Depuis le début des années 80, les services de l’Etat ont été soumis à un train important et incessant de réformes pour la plupart d’entre elles inspirées du New Public Management (qui apparaît, du point de vue conceptuel, en 1970). Elles ont pris des formes les plus diverses, touchant tout à la fois : les questions d’organisation, d’effectifs, d’évolution des emplois mais également les modes d’intervention.
Ces réformes ont connu différentes appellations : renouveau du service public (1989), Révision Générale des Politiques Publiques (RGPP, 2007), Réforme de l’Administration Territoriale de l’Etat (RéATE, 2010), Modernisation de l’Action Publique (MAP, 2012), pour ne citer que les plus emblématiques d’entre elles ; c’est en effet, sans compter les autres actions conduites de manière volontariste et qui ont contribué à modifier elles-aussi, le paysage institutionnel, la nature profonde des missions et l’activité des services.
 
Une régulation centrale ou territorialisée ?

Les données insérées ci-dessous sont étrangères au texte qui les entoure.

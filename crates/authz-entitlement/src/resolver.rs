//! Entitlement Resolution

use std::collections::HashMap;
use std::sync::Arc;

use async_trait::async_trait;
use authz_billing::subscriptions::SubscriptionLifecycle;
use authz_catalog::model::{Feature, FeatureKind};
use authz_catalog::store::CatalogStore;
use authz_common::{AuthzError, AuthzResult, FeatureId, OrganizationId};
use chrono::{DateTime, Utc};
use parking_lot::RwLock;

use crate::model::{FeatureAccess, FeatureOverride};
use crate::usage::UsageTracker;

/// Storage seam for per-organization overrides
#[async_trait]
pub trait OverrideStore: Send + Sync {
    /// Upsert the override for its `(organization, feature)` pair
    async fn put_override(&self, record: FeatureOverride) -> AuthzResult<()>;

    /// Override for the pair, if any
    async fn override_for(
        &self,
        organization_id: OrganizationId,
        feature_id: FeatureId,
    ) -> AuthzResult<Option<FeatureOverride>>;

    /// Remove the override; `NotFound` when none exists
    async fn remove_override(
        &self,
        organization_id: OrganizationId,
        feature_id: FeatureId,
    ) -> AuthzResult<()>;
}

/// In-memory override store
pub struct InMemoryOverrideStore {
    inner: RwLock<HashMap<(OrganizationId, FeatureId), FeatureOverride>>,
}

impl InMemoryOverrideStore {
    /// Create an empty store
    pub fn new() -> Self {
        Self {
            inner: RwLock::new(HashMap::new()),
        }
    }
}

impl Default for InMemoryOverrideStore {
    fn default() -> Self {
        Self::new()
    }
}

#[async_trait]
impl OverrideStore for InMemoryOverrideStore {
    async fn put_override(&self, record: FeatureOverride) -> AuthzResult<()> {
        self.inner
            .write()
            .insert((record.organization_id, record.feature_id), record);
        Ok(())
    }

    async fn override_for(
        &self,
        organization_id: OrganizationId,
        feature_id: FeatureId,
    ) -> AuthzResult<Option<FeatureOverride>> {
        Ok(self
            .inner
            .read()
            .get(&(organization_id, feature_id))
            .cloned())
    }

    async fn remove_override(
        &self,
        organization_id: OrganizationId,
        feature_id: FeatureId,
    ) -> AuthzResult<()> {
        match self.inner.write().remove(&(organization_id, feature_id)) {
            Some(_) => Ok(()),
            None => Err(AuthzError::NotFound(format!(
                "no override for feature {} in organization {}",
                feature_id, organization_id
            ))),
        }
    }
}

/// Entitlement resolver
///
/// Resolves whether an organization may use a feature, in strict
/// precedence order: override first, then the active subscription's
/// plan grant, then nothing. A present override always ends
/// resolution, granting or denying on its own terms.
pub struct EntitlementResolver {
    catalog: Arc<dyn CatalogStore>,
    lifecycle: Arc<SubscriptionLifecycle>,
    overrides: Arc<dyn OverrideStore>,
    usage: Arc<UsageTracker>,
}

impl EntitlementResolver {
    /// Create a resolver over the catalog, lifecycle, override and
    /// usage seams
    pub fn new(
        catalog: Arc<dyn CatalogStore>,
        lifecycle: Arc<SubscriptionLifecycle>,
        overrides: Arc<dyn OverrideStore>,
        usage: Arc<UsageTracker>,
    ) -> Self {
        Self {
            catalog,
            lifecycle,
            overrides,
            usage,
        }
    }

    /// Resolve access for `(organization, feature code)`
    ///
    /// "Not entitled" is a normal result, not an error; only an
    /// unknown or inactive feature code fails.
    pub async fn check_feature_access(
        &self,
        organization_id: OrganizationId,
        feature_code: &str,
    ) -> AuthzResult<FeatureAccess> {
        let feature = self.active_feature(feature_code).await?;
        let now = Utc::now();

        if let Some(record) = self
            .overrides
            .override_for(organization_id, feature.id)
            .await?
        {
            if record.is_effective(now) {
                return Ok(FeatureAccess::granted(record.value));
            }
            return Ok(FeatureAccess::denied());
        }

        let subscription = match self.lifecycle.active_subscription(organization_id).await? {
            Some(sub) => sub,
            None => return Ok(FeatureAccess::denied()),
        };

        let grant = match self
            .catalog
            .plan_feature(subscription.plan_id, feature.id)
            .await?
        {
            Some(grant) if grant.is_enabled => grant,
            _ => return Ok(FeatureAccess::denied()),
        };

        match feature.kind {
            FeatureKind::Boolean | FeatureKind::Flag => Ok(FeatureAccess::granted(grant.value)),
            FeatureKind::Limit | FeatureKind::Quota => {
                let limit = grant
                    .value
                    .as_deref()
                    .and_then(|v| v.trim().parse::<u64>().ok())
                    .unwrap_or(0);
                let used = self.usage.usage(organization_id, feature.id).await?;
                Ok(FeatureAccess {
                    has_access: used < limit,
                    value: grant.value,
                    remaining: Some(limit.saturating_sub(used)),
                })
            }
        }
    }

    /// Resolve and fail with `Forbidden` unless access is granted
    pub async fn assert_access(
        &self,
        organization_id: OrganizationId,
        feature_code: &str,
    ) -> AuthzResult<FeatureAccess> {
        let access = self
            .check_feature_access(organization_id, feature_code)
            .await?;
        if !access.has_access {
            return Err(AuthzError::Forbidden(format!(
                "feature '{}' is not entitled for organization {}",
                feature_code, organization_id
            )));
        }
        Ok(access)
    }

    /// Upsert an enabled override granting the feature at `value`
    pub async fn grant_override(
        &self,
        organization_id: OrganizationId,
        feature_code: &str,
        value: Option<String>,
        expires_at: Option<DateTime<Utc>>,
    ) -> AuthzResult<FeatureOverride> {
        let feature = self.active_feature(feature_code).await?;
        let mut record = FeatureOverride::grant(organization_id, feature.id, value);
        record.expires_at = expires_at;
        self.overrides.put_override(record.clone()).await?;
        tracing::info!(
            "Override granted: {} for org {}",
            feature_code,
            organization_id
        );
        Ok(record)
    }

    /// Upsert a disabled override: an absolute revoke that also blocks
    /// plan fallback
    pub async fn deny_override(
        &self,
        organization_id: OrganizationId,
        feature_code: &str,
    ) -> AuthzResult<FeatureOverride> {
        let feature = self.active_feature(feature_code).await?;
        let record = FeatureOverride::deny(organization_id, feature.id);
        self.overrides.put_override(record.clone()).await?;
        tracing::info!(
            "Override denied: {} for org {}",
            feature_code,
            organization_id
        );
        Ok(record)
    }

    /// Drop the override, restoring plan-derived resolution
    pub async fn remove_override(
        &self,
        organization_id: OrganizationId,
        feature_code: &str,
    ) -> AuthzResult<()> {
        let feature = self.active_feature(feature_code).await?;
        self.overrides
            .remove_override(organization_id, feature.id)
            .await?;
        tracing::info!(
            "Override removed: {} for org {}",
            feature_code,
            organization_id
        );
        Ok(())
    }

    async fn active_feature(&self, code: &str) -> AuthzResult<Feature> {
        let feature = self
            .catalog
            .feature_by_code(code)
            .await?
            .ok_or_else(|| AuthzError::NotFound(format!("feature '{}' not found", code)))?;
        if !feature.is_active {
            return Err(AuthzError::NotFound(format!(
                "feature '{}' is inactive",
                code
            )));
        }
        Ok(feature)
    }
}
//! # OpenAuthz Entitlements
//!
//! Feature access resolution and usage metering. Answers one question:
//! may this organization use this feature right now, and at what value
//! or remaining allowance?
//!
//! Resolution precedence for `(organization, feature)`:
//!
//! 1. A per-organization override, when present, wins outright. An
//!    enabled and unexpired override grants; a disabled or expired one
//!    denies and suppresses any plan fallback.
//! 2. Otherwise the organization's active subscription supplies the
//!    plan grant for the feature. No active subscription means no
//!    access.
//! 3. Metered kinds (`Limit`, `Quota`) additionally compare the
//!    current billing period's usage counter against the granted
//!    ceiling.
//!
//! Usage counters are monotonic within a calendar-month window and are
//! incremented through an atomic upsert so concurrent recordings never
//! lose an update.

#![warn(missing_docs)]

pub mod model;
pub mod resolver;
pub mod usage;

pub use model::{FeatureAccess, FeatureOverride, UsageRecord};
pub use resolver::{EntitlementResolver, InMemoryOverrideStore, OverrideStore};
pub use usage::{BillingWindow, InMemoryUsageStore, UsageStore, UsageTracker};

C'est au cours de cette même histoire que le service public, conçu comme une garantie d’ordre public à l’attention de l’ensemble de la population, répondant à une logique universelle, est devenu une accumulation d’offres à destination de publics spécifiques, de territoires singuliers, contraignant l’action publique à effectuer des choix, énoncer des priorités, devenir stratège comme le signifiaient déjà les travaux préparatoires au XI° plan (1994) : Pour un Etat Stratège garant de l’intérêt général. Ce qui a fait de l’intérêt général, non plus une norme sociale, une donne, mais un construit de l’action publique.
L’Etat n’étant plus au centre se doit de plus en plus composer, négocier, contractualiser avec d’autres ayant conquis au cours de la même histoire une légitimité grandissante. La légitimité républicaine est aujourd’hui partagée avec les collectivités territoriales, la Constitution reconnaissant le caractère décentralisé de notre République (2003).
Une vieille cicatrice est aujourd’hui ravivée, fruit de la Révolution Française, entre le caractère centralisé de la construction de la régulation et la place qui doit être donnée aux tenants du tout territoire. C’est alors que l’Etat a dû traverser différents épisodes aux ressorts contradictoires entre décentralisation (Premier épisode en 1982), déconcentration (1992), territorialisation de l’action publique (1993)…
 
Le mode d'élaboration de l'interêt général

La conception de l’action publique s’accommode avec difficulté de la pression exercée par des pans entiers de la société civile, aujourd’hui organisés en lobbyistes, faisant prévaloir tel ou tel intérêt particulier, au détriment de la construction de l’intérêt général. L’acteur public devenant alors le conseiller, au risque de sa propre instrumentalisation, par celui qu’il est censé conseiller.
L’objet même de la régulation publique s’en est trouvé fortement modifiée : d’un service relevant du bien commun, l’action publique vise plus aujourd’hui, souvent de manière vaine, d’organiser les réponses aux problématiques qu’il convient de faire partager dans le cadre des exercices toujours plus nombreux : les biens nommés diagnostics partagés, pour sécuriser les parcours, d’emploi, de santé, d’accès à… et faire avec les différentes parties prenantes, ce que l’on nomme parfois la gouvernance des politiques publiques.
Une nouvelle sémantique s’est alors imposée : projet, réseau, partenariat… notions qui appartiennent aujourd’hui aux doctrines managériales et qui ont supplanté les notions d’organisation du travail, de sens du service, de valeurs…
 
Les agents de l'Etat dans la tourmente 

Ce panorama serait incomplet si l’on omettait le poids pris, dans la fabrique de la norme, par le niveau européen, minimisant fortement la souveraineté de l’Etat central pris en tenaille, de toute part, de haut en bas, laissant de sa superbe, renforçant le discours autour de son inefficacité et la nécessité de s’en remettre aux lois naturelles du marché.
Par ailleurs, la révolution numérique avec les big data et l’accès libre aux données rend l’acteur public complétement transparent et modifie de manière substantielle son mode d’intervention toujours de plus en plus piloté par les systèmes d’information contrôlant précisément son action, sa productivité en lui imposant des modes de traitement des situations identifiées en amont mais pas toujours compatibles avec le réel qui résiste toujours à son enfermement dans des algorithmes.